[[ Raw data open ]]
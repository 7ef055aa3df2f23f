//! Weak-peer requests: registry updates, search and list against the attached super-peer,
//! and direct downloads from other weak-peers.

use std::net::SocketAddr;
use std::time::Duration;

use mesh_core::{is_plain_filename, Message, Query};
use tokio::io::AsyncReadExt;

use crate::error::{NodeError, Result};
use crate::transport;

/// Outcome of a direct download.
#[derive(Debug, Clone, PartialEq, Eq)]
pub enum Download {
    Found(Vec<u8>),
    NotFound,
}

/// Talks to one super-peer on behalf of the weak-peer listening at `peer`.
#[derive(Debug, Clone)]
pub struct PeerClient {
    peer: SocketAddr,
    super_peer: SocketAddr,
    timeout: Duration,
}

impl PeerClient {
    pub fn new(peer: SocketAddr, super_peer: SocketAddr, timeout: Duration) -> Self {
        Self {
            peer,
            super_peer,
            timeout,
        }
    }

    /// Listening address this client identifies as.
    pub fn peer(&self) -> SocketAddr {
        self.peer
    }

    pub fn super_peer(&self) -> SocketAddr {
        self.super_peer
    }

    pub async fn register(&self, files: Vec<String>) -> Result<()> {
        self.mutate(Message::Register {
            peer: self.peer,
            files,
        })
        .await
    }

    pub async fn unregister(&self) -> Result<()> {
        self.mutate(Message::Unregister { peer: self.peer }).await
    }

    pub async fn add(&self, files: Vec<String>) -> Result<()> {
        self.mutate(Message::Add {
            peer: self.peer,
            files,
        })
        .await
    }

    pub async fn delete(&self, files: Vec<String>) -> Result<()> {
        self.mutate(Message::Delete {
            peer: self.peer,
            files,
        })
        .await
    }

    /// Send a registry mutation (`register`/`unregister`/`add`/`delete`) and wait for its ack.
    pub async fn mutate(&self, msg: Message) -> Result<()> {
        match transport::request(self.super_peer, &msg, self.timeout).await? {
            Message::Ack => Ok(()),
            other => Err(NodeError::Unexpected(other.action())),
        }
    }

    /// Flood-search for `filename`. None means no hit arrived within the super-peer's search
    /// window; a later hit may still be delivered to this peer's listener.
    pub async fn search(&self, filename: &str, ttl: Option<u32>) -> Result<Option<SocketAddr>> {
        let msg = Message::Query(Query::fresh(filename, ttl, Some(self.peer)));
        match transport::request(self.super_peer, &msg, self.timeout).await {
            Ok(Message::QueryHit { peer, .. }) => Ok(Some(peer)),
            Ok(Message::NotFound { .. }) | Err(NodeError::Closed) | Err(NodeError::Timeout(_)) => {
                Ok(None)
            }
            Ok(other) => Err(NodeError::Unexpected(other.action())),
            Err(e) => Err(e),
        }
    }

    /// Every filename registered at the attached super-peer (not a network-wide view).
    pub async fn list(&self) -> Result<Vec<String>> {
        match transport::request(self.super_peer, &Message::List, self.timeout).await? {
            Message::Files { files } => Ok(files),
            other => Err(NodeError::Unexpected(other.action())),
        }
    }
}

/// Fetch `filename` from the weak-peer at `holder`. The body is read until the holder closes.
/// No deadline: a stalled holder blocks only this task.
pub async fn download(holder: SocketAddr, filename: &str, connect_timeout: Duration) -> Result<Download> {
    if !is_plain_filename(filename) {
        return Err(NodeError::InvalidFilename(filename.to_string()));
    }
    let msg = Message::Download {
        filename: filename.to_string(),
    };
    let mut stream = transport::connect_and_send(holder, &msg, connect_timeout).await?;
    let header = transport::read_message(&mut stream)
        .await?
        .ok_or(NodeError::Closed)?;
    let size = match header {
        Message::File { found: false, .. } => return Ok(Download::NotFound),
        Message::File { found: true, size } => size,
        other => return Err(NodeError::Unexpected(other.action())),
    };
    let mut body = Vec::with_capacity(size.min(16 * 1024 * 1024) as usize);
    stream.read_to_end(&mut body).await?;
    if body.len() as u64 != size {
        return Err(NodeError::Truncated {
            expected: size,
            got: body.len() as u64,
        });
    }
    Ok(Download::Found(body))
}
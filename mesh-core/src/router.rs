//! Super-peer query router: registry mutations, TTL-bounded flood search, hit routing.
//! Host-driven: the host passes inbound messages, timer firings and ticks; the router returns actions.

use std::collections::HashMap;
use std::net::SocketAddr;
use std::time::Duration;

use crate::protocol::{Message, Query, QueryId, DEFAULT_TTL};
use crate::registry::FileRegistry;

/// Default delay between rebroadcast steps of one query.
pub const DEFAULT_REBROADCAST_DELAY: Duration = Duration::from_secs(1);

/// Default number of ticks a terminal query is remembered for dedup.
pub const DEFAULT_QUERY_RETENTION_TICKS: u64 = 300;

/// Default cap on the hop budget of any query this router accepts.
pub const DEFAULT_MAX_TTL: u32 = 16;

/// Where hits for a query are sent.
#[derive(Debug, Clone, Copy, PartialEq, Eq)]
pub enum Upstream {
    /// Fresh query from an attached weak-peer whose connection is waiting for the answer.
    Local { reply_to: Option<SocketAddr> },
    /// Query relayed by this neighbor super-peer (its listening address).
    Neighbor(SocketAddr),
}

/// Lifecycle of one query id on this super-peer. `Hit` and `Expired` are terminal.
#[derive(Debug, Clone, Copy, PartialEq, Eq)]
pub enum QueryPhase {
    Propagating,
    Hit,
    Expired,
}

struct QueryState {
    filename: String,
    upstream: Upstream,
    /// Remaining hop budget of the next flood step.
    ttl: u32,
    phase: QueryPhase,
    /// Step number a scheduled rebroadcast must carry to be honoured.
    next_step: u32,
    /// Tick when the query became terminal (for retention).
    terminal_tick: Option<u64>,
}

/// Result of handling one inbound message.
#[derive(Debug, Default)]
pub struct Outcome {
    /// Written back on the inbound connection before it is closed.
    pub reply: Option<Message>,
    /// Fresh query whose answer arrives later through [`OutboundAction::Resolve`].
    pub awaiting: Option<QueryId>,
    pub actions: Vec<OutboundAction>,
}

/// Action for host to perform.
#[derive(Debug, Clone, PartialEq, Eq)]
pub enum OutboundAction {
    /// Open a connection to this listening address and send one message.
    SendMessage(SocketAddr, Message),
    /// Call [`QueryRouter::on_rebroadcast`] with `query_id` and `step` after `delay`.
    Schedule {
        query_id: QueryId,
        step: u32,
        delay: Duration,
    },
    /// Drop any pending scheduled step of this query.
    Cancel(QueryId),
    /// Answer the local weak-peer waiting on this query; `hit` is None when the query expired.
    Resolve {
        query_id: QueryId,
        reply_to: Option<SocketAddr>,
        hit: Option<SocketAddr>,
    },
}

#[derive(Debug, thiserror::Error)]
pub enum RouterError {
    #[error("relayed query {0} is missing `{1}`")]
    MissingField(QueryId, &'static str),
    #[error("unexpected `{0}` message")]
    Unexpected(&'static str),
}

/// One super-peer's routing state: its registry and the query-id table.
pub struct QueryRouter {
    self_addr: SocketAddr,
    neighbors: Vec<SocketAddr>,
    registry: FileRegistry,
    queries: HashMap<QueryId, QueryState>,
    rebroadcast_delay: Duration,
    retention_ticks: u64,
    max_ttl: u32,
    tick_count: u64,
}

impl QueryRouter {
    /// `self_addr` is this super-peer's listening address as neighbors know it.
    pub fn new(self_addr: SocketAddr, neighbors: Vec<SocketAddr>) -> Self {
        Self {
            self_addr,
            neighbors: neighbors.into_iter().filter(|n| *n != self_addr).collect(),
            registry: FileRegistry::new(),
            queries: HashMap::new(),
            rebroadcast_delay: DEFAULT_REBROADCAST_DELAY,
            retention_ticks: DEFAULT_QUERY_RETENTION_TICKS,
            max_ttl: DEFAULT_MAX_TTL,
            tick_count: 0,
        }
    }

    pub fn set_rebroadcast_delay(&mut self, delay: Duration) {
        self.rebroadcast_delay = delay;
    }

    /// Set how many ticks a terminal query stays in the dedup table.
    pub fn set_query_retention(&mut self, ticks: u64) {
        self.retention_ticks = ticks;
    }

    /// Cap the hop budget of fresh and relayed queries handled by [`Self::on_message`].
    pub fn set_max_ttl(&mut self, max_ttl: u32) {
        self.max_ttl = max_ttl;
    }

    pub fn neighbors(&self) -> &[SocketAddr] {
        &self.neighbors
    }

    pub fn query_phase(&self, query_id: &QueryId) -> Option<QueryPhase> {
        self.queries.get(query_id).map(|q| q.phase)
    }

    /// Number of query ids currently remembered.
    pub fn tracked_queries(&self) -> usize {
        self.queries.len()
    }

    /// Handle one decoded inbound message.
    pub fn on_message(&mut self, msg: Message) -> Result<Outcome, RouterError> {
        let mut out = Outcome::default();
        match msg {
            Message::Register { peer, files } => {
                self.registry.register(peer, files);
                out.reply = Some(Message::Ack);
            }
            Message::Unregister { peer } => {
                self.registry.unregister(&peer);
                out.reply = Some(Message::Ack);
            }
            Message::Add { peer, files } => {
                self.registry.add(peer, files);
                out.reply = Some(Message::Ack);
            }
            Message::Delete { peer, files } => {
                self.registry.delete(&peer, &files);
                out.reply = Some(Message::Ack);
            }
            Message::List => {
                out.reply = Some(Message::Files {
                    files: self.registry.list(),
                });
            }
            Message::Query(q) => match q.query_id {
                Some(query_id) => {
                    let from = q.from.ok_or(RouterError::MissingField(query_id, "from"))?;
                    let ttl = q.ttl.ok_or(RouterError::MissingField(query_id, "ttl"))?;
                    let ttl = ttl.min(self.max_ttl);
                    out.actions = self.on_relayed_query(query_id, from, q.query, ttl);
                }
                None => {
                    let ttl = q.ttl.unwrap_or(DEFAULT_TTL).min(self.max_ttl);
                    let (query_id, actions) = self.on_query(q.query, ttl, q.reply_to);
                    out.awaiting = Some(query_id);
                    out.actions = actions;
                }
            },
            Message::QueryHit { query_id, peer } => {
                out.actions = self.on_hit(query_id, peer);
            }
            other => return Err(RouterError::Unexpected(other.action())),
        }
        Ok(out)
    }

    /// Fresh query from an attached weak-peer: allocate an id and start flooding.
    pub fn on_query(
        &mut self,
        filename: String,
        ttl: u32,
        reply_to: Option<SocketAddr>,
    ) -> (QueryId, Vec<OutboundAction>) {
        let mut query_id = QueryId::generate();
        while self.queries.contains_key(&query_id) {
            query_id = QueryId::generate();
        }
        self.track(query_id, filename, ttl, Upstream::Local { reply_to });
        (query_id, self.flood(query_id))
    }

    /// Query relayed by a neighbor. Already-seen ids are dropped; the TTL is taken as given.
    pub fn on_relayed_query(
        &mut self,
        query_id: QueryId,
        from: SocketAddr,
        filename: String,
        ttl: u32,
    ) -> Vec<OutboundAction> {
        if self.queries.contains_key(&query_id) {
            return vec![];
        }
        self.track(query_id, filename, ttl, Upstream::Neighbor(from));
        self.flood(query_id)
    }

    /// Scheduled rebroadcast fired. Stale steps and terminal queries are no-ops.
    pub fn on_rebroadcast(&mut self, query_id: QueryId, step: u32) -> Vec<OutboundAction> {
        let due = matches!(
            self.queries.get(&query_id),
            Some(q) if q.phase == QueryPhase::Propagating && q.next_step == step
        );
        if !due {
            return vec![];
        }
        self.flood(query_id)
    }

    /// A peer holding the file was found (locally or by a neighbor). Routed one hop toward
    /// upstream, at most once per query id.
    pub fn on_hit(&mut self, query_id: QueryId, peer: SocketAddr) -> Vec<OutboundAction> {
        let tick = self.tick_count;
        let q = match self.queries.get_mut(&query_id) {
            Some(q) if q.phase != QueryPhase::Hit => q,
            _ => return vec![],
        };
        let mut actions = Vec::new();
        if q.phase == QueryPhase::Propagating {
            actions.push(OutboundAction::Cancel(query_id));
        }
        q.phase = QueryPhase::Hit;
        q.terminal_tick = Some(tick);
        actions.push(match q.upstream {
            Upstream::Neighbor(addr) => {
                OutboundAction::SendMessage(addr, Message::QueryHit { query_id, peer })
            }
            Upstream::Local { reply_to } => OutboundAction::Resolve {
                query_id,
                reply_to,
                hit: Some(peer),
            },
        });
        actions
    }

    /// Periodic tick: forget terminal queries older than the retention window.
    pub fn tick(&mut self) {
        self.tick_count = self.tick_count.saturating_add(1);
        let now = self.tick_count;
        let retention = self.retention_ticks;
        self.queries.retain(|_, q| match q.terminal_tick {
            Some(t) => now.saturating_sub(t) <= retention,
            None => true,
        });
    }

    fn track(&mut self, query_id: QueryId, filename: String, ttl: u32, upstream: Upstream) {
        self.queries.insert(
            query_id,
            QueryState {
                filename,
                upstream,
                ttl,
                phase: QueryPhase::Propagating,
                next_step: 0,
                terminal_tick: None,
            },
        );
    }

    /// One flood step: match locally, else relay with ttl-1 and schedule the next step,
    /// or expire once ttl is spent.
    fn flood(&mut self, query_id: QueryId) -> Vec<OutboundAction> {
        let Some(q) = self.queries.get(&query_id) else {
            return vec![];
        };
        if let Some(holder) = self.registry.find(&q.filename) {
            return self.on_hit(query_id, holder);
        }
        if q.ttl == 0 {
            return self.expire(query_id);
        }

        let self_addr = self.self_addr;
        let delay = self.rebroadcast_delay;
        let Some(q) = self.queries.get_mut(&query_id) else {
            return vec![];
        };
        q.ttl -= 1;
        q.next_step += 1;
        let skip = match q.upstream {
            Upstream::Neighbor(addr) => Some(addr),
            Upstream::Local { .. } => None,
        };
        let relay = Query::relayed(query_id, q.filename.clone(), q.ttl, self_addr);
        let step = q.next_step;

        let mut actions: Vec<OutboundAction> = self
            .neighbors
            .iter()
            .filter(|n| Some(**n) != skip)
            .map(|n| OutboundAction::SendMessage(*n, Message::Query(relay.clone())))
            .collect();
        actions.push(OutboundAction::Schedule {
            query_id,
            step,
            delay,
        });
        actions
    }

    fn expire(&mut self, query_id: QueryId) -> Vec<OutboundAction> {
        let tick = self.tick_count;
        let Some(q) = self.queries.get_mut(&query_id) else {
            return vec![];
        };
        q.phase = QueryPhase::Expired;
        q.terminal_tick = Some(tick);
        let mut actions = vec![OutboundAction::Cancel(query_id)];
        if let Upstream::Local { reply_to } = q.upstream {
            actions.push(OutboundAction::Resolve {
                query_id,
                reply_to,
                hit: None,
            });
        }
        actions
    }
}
[[ Raw data closed ]]
[[ Raw data open ]]
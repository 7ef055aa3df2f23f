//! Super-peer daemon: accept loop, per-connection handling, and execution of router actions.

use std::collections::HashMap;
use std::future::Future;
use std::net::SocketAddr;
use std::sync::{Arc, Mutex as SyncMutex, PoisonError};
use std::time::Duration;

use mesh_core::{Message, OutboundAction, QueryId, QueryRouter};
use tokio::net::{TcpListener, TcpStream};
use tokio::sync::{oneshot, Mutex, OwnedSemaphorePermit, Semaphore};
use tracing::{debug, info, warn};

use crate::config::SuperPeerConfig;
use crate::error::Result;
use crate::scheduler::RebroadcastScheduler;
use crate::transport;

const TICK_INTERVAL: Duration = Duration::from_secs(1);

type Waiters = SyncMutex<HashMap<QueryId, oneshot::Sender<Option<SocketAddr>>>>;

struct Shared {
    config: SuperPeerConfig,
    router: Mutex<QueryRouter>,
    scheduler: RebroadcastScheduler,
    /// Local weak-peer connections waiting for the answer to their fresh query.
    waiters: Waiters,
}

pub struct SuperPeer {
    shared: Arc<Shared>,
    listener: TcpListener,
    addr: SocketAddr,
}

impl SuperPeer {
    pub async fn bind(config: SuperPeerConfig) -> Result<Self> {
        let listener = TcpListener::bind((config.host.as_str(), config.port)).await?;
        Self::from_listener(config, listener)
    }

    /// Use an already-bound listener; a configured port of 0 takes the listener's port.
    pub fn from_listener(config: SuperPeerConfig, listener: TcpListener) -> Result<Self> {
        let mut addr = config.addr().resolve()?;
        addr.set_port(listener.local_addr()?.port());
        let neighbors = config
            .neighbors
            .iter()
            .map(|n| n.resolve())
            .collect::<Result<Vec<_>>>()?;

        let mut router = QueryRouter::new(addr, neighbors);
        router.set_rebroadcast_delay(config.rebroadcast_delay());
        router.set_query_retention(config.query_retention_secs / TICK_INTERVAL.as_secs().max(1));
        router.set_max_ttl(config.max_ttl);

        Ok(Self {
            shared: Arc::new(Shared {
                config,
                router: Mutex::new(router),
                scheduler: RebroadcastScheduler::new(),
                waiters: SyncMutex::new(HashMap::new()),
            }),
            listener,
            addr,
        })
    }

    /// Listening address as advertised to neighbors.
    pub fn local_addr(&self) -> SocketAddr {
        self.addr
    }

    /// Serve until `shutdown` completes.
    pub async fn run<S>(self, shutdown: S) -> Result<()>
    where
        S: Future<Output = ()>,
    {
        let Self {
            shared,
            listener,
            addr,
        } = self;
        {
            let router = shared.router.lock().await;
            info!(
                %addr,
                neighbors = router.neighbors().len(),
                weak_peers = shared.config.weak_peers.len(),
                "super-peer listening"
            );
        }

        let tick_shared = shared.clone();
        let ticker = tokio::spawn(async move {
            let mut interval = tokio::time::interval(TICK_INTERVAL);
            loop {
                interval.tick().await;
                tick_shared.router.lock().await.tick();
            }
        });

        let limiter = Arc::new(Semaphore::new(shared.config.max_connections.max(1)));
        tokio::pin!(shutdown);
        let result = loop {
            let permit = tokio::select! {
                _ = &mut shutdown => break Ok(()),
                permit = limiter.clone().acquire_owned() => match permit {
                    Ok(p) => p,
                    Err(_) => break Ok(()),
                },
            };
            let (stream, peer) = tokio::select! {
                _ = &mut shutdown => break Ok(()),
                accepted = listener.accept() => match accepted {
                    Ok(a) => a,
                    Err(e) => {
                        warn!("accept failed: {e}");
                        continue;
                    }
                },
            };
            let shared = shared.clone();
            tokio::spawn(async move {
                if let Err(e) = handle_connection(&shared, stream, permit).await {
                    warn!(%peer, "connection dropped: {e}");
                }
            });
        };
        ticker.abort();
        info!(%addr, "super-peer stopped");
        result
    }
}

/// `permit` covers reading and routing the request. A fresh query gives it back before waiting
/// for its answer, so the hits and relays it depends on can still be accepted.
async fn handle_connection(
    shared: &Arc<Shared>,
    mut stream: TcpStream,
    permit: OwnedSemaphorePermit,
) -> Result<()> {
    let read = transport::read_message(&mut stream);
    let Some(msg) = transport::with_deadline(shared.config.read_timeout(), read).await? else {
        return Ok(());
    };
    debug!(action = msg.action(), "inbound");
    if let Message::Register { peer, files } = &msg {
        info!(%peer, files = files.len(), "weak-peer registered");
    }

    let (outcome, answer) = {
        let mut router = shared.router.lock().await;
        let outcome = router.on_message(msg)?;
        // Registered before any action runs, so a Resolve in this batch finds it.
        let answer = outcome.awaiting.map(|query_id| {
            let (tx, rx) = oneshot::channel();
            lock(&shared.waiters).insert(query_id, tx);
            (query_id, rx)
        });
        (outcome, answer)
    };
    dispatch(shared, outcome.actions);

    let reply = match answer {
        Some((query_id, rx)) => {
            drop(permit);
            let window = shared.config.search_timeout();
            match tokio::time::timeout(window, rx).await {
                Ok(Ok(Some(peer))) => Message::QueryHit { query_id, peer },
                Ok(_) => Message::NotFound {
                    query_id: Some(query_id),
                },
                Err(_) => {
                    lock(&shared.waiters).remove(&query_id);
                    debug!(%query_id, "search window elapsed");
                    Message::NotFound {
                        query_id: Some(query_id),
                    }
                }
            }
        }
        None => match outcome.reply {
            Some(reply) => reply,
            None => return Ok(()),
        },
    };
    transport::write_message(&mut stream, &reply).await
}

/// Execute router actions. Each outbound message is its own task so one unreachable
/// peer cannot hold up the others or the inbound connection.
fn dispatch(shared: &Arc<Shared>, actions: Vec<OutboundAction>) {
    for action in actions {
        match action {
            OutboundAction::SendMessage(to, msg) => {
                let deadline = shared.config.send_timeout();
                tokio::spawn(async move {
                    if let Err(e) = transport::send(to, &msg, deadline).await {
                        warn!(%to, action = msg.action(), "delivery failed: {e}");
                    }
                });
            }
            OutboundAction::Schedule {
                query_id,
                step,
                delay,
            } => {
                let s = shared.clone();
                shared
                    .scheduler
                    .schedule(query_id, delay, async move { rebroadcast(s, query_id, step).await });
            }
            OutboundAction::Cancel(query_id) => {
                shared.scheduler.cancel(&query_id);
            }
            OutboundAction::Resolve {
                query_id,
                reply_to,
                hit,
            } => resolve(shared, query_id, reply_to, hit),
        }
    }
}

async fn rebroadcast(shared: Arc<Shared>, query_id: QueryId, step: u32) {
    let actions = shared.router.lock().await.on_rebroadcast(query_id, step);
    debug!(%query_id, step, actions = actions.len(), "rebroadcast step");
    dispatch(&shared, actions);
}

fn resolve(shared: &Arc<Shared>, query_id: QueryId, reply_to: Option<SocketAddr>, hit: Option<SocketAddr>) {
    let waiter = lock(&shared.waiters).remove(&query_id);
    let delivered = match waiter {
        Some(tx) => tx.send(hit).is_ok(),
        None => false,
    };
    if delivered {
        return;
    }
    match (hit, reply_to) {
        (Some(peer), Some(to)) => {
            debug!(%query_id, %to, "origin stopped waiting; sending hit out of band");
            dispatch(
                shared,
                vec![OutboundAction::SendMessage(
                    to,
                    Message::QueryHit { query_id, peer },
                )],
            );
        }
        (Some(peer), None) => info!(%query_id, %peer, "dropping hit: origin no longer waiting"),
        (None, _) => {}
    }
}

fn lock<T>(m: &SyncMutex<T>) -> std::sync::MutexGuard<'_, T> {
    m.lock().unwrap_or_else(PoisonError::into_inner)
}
[[ Raw data closed ]]
▸ **Exercise brief**: Copy each line above containing the string "failed".

▸ **Output for this exercise**:
                        warn!("accept failed: {e}");
                        warn!(%to, action = msg.action(), "delivery failed: {e}");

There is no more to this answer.